Feature-based attention mechanisms have been found to mediate many visual processes [94]. Several studies have shown that attention-to-colour (and/or luminance polarity) improves performance for symmetry detection [95], global motion discrimination [86,90,96], stereoscopic segmentation [91] in the absence of colour or luminance-polarity selectivity of these mechanisms (symmetry, motion, disparity). Furthermore, evidence showing decreased performance with increasing number of colours in the stimuli has been also reported for symmetry detection [95,97] with or without attention to colour.

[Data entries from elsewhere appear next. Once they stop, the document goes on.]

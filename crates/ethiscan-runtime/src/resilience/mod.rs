//! Resilience patterns for ethiscan-runtime.
//!
//! This module provides:
//! - Retry with exponential backoff for transient provider failures
//! - Token usage accounting per pipeline stage

mod retry;
mod usage;

pub use retry::RetryPolicy;
pub use usage::{LlmUsage, UsageTracker};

In a similar vein, event-related potential studies of numerosity estimation investigating the ‘individuation’ of a group of target elements from homogeneous distractor elements via colour have identified N2pc and CDA (Contralateral Delayed Activity) [66] components that are elicited only under lateralized stimulus presentations, and likely linked to feature-based attention mechanisms. Using target only elements (no context) that had either same (all white or all black) or different luminance polarity (white and black), Gheorghiu and Dering [26] showed that the Left Mid-Frontal (LMF) component was agnostic to the luminance polarity of elements and specifically encoded numerosity (by separating low and high numbers of elements), irrespective of their spatial configuration, while the N2 component was differentially modulated by same and different luminance polarity, and was explicitly linked to stimulus spatial configuration.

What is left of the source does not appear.